What to do When a Tenant Won’t Pay Rent
Whether you are dealing with a tenant who missed a payment for the first time or a renter who constantly pays late, it can cost you time and money to remedy the issue. Below are a few actions you can take to prevent late payments, make collecting late rent easier, or quickly move on from problematic tenants.
Six Things to do When Your Tenant Won’t Pay Rent
- Check your lease documents and payment records: The first and most basic thing you should do is to double-check your records and ensure that a tenant’s rent is truly late. This ensures that the tenant is actually delinquent and necessitates the time required to seek payment.
- Send a late rent notice: This document reminds the tenant that the rent is past-due. Further, the document should include all applicable fees the tenant owes and warn about further legal action if they do not make a payment. You can serve this document to the tenant in person, over email, or taped to their door.
- Talk with your tenant: Reaching out to the tenant can help remedy the issue. However, you should only do this once to avoid accusations of harassment.
- Send a pay or quit notice: This is the first legal document you can serve your tenant that begins the eviction process. This notice must clearly state that you intend to evict, the amount of money the tenant owes you, and the deadline to pay in full.
- File an eviction action: The only legal way that you can force a tenant out of a property is to file an eviction notice. You will need to fill out paperwork at the local courthouse for an eviction hearing. The court will likely want to see your notice to pay or quit document, so make sure you bring this with you.

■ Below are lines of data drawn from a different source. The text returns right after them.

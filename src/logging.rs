//! Logging setup
//!
//! Logs go to stderr (or a file) so stdout stays free for the run report.

use std::env;
use std::fs::OpenOptions;
use std::io;
use std::path::PathBuf;
use tracing_subscriber::{EnvFilter, fmt, layer::SubscriberExt, util::SubscriberInitExt};

/// Level used when neither `RUST_LOG` nor `--log-level` is set
const DEFAULT_LOG_LEVEL: &str = "warn";

/// Configuration for the logging system
#[derive(Debug, Clone)]
pub struct LogConfig {
    /// Log level filter (e.g., "debug", "info", "warn", "error")
    pub level: String,
    /// Optional log file path. If None, logs only to stderr
    pub file_path: Option<PathBuf>,
    /// Whether to use structured JSON format for logs
    pub json_format: bool,
}

impl Default for LogConfig {
    fn default() -> Self {
        Self {
            level: DEFAULT_LOG_LEVEL.to_string(),
            file_path: None,
            json_format: false,
        }
    }
}

impl LogConfig {
    /// Create LogConfig from environment variables
    pub fn from_env() -> Self {
        let level = env::var("RUST_LOG").unwrap_or_else(|_| DEFAULT_LOG_LEVEL.to_string());

        let file_path = env::var("PROJGEN_LOG_FILE").ok().map(|path| {
            let mut path_buf = PathBuf::from(path);

            // Add process ID if PROJGEN_LOG_UNIQUE is set
            if env::var("PROJGEN_LOG_UNIQUE").unwrap_or_default() == "true" {
                if let Some(filename) = path_buf.file_stem() {
                    let extension = path_buf
                        .extension()
                        .and_then(|ext| ext.to_str())
                        .unwrap_or("");

                    let pid = std::process::id();
                    let unique_filename = if extension.is_empty() {
                        format!("{}.{}", filename.to_string_lossy(), pid)
                    } else {
                        format!("{}.{}.{}", filename.to_string_lossy(), pid, extension)
                    };

                    path_buf.set_file_name(unique_filename);
                }
            }

            path_buf
        });

        let json_format = env::var("PROJGEN_LOG_JSON").unwrap_or_default() == "true";

        Self {
            level,
            file_path,
            json_format,
        }
    }

    /// Override values from CLI arguments
    pub fn with_overrides(mut self, level: Option<String>, file_path: Option<PathBuf>) -> Self {
        if let Some(level) = level {
            self.level = level;
        }
        if let Some(file_path) = file_path {
            self.file_path = Some(file_path);
        }
        self
    }
}

/// Initialize the logging system based on configuration
pub fn init_logging(config: LogConfig) -> Result<(), Box<dyn std::error::Error>> {
    // Create environment filter from log level
    let env_filter = EnvFilter::try_new(&config.level).or_else(|_| EnvFilter::try_new(DEFAULT_LOG_LEVEL))?;

    // Build the subscriber based on configuration
    let subscriber = tracing_subscriber::registry().with(env_filter);

    match (&config.file_path, config.json_format) {
        // File + JSON format
        (Some(file_path), true) => {
            let file = OpenOptions::new()
                .create(true)
                .append(true)
                .open(file_path)?;

            let file_layer = fmt::layer().json().with_writer(file).with_ansi(false);

            subscriber.with(file_layer).init();
        }
        // File + human readable format
        (Some(file_path), false) => {
            let file = OpenOptions::new()
                .create(true)
                .append(true)
                .open(file_path)?;

            let file_layer = fmt::layer()
                .with_writer(file)
                .with_ansi(false)
                .with_target(true)
                .with_line_number(true);

            subscriber.with(file_layer).init();
        }
        // Stderr only + JSON format
        (None, true) => {
            let stderr_layer = fmt::layer().json().with_writer(io::stderr).with_ansi(false);

            subscriber.with(stderr_layer).init();
        }
        // Stderr only + human readable format (default)
        (None, false) => {
            let stderr_layer = fmt::layer()
                .with_writer(io::stderr)
                .with_ansi(true)
                .with_target(true);

            subscriber.with(stderr_layer).init();
        }
    }

    Ok(())
}

/// Log how long a generation stage took
#[macro_export]
macro_rules! log_timing {
    ($level:expr, $operation:expr, $duration:expr) => {
        tracing::event!(
            $level,
            operation = $operation,
            duration_ms = $duration.as_millis(),
            "Stage timing"
        );
    };
}
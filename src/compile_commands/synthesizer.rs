use serde::{Deserialize, Serialize};
use std::path::{Path, PathBuf};

use crate::compile_commands::{CompilationDatabase, CompileCommandEntry, SourceFile};
use crate::flags::{FlagTemplates, extra_flags, standard_flag};
use crate::platform::{CppStandard, HostPlatform};

/// Compiler recorded when the host does not supply one
pub const DEFAULT_COMPILER: &str = "clang++";

/// Resolved compile environment of one module
///
/// Supplied by the host build system and never modified here. Sequence order is
/// significant and is reproduced verbatim in the generated command.
#[derive(Debug, Clone, Default, PartialEq, Serialize, Deserialize)]
#[serde(default)]
pub struct CompileUnitInputs {
    /// Module name, used for diagnostics only
    pub name: String,

    /// Platform the module is built for
    pub target_platform: String,

    pub cpp_standard: CppStandard,

    pub force_include_files: Vec<PathBuf>,

    pub definitions: Vec<String>,

    pub user_include_paths: Vec<PathBuf>,

    pub system_include_paths: Vec<PathBuf>,

    /// `.cpp` translation units
    pub cpp_files: Vec<PathBuf>,

    /// `.cc` translation units, compiled after `cpp_files`
    pub cc_files: Vec<PathBuf>,
}

impl CompileUnitInputs {
    /// All translation units of the module in compile order
    pub fn source_files(&self) -> impl Iterator<Item = &Path> {
        self.cpp_files
            .iter()
            .chain(self.cc_files.iter())
            .map(PathBuf::as_path)
    }
}

/// Compiler executable recorded in every command of a target
#[derive(Debug, Clone, PartialEq, Eq, Serialize, Deserialize)]
#[serde(transparent)]
pub struct CompilerDescriptor {
    pub path: PathBuf,
}

impl CompilerDescriptor {
    pub fn new(path: impl Into<PathBuf>) -> Self {
        Self { path: path.into() }
    }
}

impl Default for CompilerDescriptor {
    fn default() -> Self {
        Self::new(DEFAULT_COMPILER)
    }
}

/// Builds compile commands in the host's flag syntax
///
/// Flag templates are resolved once at construction and reused for every module.
#[derive(Debug, Clone)]
pub struct CompileCommandSynthesizer {
    host: HostPlatform,
    templates: FlagTemplates,
}

impl CompileCommandSynthesizer {
    pub fn new(host: HostPlatform) -> Self {
        let templates = FlagTemplates::for_host(&host);
        Self { host, templates }
    }

    pub fn host(&self) -> &HostPlatform {
        &self.host
    }

    /// Everything in a module's command except the source file
    ///
    /// Order: compiler, standard, host extras, forced includes, user includes,
    /// system includes, definitions.
    pub fn command_prefix(&self, inputs: &CompileUnitInputs, compiler: &CompilerDescriptor) -> String {
        let mut prefix = format!("\"{}\" ", compiler.path.display());

        prefix.push(' ');
        prefix.push_str(standard_flag(&self.host, inputs.cpp_standard));
        prefix.push(' ');
        prefix.push_str(extra_flags(&self.host));

        for file in &inputs.force_include_files {
            self.templates
                .force_include
                .render_into(&mut prefix, &file.to_string_lossy());
        }
        for path in &inputs.user_include_paths {
            self.templates
                .user_include
                .render_into(&mut prefix, &path.to_string_lossy());
        }
        for path in &inputs.system_include_paths {
            self.templates
                .system_include
                .render_into(&mut prefix, &path.to_string_lossy());
        }
        for definition in &inputs.definitions {
            self.templates.definition.render_into(&mut prefix, definition);
        }

        prefix
    }

    /// One entry per source file of the module
    pub fn synthesize(
        &self,
        inputs: &CompileUnitInputs,
        compiler: &CompilerDescriptor,
        working_directory: &str,
    ) -> Vec<CompileCommandEntry> {
        let mut files = inputs.source_files().peekable();
        if files.peek().is_none() {
            return Vec::new();
        }

        let prefix = self.command_prefix(inputs, compiler);
        files
            .map(|path| {
                let file = SourceFile::new(path);
                let command = format!("{prefix} \"{file}\"");
                CompileCommandEntry {
                    file,
                    command,
                    directory: working_directory.to_string(),
                }
            })
            .collect()
    }

    /// Synthesize a module's commands into `database`
    ///
    /// Returns the number of entries registered.
    pub fn register_module(
        &self,
        database: &mut CompilationDatabase,
        inputs: &CompileUnitInputs,
        compiler: &CompilerDescriptor,
        working_directory: &str,
    ) -> usize {
        let entries = self.synthesize(inputs, compiler, working_directory);
        let count = entries.len();
        for entry in entries {
            database.register(entry);
        }

        tracing::trace!(module = %inputs.name, files = count, "Registered module compile commands");
        count
    }
}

- Cash for keys: In most cases, the tenant is not paying the rent because of financial problems. Thus, you can pay them a small fee to move their belongings out quickly so that you can clean the apartment and begin looking for new tenants.
The first time a tenant pays rent late, communicate with them that this is a serious issue. By setting clear boundaries, you lower the risk of receiving rent late again and also show the courts that you have warned the tenant multiple times about the ramifications of paying late.